# [What to do]
Using the entries below, write out the line with "filename src/models/mod.rs", the line with "pub mod progress;", and every line in between, exactly as each is written.

# [Listed entries]
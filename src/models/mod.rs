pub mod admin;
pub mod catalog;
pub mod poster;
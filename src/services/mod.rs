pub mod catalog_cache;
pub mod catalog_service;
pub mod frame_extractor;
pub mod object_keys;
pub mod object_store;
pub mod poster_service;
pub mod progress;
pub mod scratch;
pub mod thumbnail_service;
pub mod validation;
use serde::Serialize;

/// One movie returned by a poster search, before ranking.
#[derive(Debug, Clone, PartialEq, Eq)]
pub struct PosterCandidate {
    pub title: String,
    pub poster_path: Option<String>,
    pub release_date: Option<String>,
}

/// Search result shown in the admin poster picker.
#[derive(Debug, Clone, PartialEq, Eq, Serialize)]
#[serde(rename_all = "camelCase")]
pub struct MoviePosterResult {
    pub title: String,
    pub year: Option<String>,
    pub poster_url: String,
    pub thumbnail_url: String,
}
* * *
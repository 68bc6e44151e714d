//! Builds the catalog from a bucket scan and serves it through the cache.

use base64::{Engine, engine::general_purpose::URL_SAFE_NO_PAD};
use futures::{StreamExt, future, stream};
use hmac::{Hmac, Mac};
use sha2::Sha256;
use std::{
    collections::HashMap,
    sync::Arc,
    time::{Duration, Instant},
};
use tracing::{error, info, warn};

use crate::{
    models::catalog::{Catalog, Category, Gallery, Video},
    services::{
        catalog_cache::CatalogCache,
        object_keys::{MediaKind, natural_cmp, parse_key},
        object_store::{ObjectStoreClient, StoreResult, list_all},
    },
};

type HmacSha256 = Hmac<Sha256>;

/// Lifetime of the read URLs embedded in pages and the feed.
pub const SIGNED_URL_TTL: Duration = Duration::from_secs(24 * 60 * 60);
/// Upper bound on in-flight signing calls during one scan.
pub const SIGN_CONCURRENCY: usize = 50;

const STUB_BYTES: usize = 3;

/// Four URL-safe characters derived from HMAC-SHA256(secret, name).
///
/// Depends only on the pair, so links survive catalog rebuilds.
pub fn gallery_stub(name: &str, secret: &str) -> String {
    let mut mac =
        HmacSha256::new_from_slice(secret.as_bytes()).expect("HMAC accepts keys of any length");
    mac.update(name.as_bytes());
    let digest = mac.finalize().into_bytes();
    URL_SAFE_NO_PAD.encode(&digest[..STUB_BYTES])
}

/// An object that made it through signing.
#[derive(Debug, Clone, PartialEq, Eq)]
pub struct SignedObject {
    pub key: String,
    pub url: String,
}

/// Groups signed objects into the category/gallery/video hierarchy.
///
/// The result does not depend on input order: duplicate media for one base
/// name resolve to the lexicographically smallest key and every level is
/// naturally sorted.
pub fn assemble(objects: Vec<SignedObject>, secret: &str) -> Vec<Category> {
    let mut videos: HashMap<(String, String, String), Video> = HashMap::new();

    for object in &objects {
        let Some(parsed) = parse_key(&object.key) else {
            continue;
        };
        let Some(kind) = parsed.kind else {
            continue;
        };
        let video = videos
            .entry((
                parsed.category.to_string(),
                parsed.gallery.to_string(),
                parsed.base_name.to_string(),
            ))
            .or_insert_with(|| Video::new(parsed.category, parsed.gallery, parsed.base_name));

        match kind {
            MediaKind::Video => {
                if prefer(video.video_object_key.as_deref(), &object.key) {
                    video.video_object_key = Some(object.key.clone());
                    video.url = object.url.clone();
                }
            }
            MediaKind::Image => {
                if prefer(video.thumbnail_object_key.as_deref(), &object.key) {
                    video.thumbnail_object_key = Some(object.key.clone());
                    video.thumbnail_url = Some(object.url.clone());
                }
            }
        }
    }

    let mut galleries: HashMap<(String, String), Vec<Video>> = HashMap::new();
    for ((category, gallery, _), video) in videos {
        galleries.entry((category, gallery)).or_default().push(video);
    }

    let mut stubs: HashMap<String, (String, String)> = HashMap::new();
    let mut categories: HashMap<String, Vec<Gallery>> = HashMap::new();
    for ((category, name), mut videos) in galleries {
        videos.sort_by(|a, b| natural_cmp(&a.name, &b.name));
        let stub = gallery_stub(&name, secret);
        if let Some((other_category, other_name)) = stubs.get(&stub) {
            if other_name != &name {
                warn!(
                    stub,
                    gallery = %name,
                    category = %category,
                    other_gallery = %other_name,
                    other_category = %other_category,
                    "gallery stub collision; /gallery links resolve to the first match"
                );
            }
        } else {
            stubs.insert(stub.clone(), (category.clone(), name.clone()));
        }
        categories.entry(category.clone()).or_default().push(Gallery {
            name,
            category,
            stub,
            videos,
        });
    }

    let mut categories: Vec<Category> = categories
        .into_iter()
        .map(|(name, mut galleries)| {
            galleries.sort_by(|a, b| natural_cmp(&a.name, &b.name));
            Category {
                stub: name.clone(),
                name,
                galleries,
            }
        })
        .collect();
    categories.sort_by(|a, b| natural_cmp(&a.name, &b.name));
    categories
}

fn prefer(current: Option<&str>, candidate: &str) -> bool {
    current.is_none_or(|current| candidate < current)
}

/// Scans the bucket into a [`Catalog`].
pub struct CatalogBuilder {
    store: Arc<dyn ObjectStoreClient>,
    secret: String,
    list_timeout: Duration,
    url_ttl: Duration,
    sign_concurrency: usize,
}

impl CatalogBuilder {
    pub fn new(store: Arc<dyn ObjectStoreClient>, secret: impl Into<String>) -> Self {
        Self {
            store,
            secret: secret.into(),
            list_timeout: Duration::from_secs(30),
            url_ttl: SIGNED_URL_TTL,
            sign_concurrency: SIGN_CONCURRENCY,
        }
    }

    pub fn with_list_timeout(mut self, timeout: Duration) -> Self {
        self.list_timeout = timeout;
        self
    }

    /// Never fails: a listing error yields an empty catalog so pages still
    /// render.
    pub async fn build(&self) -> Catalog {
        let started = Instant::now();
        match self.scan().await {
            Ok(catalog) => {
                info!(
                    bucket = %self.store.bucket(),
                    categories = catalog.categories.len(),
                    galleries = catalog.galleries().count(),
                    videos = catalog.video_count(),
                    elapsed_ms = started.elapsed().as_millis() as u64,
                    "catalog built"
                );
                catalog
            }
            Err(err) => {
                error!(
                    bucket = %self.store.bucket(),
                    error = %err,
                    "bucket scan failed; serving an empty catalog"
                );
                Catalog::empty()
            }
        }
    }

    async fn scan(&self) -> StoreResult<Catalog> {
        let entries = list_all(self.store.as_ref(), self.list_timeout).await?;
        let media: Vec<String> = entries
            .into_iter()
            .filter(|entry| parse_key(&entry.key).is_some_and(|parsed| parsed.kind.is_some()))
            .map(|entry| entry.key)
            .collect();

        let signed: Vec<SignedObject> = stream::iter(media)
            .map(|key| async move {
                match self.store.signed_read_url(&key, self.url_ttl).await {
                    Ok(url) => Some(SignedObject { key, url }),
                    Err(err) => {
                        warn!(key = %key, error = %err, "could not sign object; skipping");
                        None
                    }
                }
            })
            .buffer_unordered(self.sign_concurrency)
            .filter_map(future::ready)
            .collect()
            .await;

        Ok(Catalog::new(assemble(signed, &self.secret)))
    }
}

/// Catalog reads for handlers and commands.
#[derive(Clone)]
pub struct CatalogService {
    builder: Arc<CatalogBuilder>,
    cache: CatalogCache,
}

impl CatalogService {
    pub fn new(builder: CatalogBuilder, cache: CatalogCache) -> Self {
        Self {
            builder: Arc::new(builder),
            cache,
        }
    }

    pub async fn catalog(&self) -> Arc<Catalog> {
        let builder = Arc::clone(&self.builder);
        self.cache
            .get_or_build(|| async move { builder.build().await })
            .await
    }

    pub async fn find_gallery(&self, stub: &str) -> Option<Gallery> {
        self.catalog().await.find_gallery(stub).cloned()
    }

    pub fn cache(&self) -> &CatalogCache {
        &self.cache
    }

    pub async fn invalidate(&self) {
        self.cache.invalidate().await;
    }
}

# [Result of this exercise]
filename src/models/mod.rs
pub mod admin;
pub mod catalog;
pub mod poster;
filename src/services/mod.rs
pub mod catalog_cache;
pub mod catalog_service;
pub mod frame_extractor;
pub mod object_keys;
pub mod object_store;
pub mod poster_service;
pub mod progress;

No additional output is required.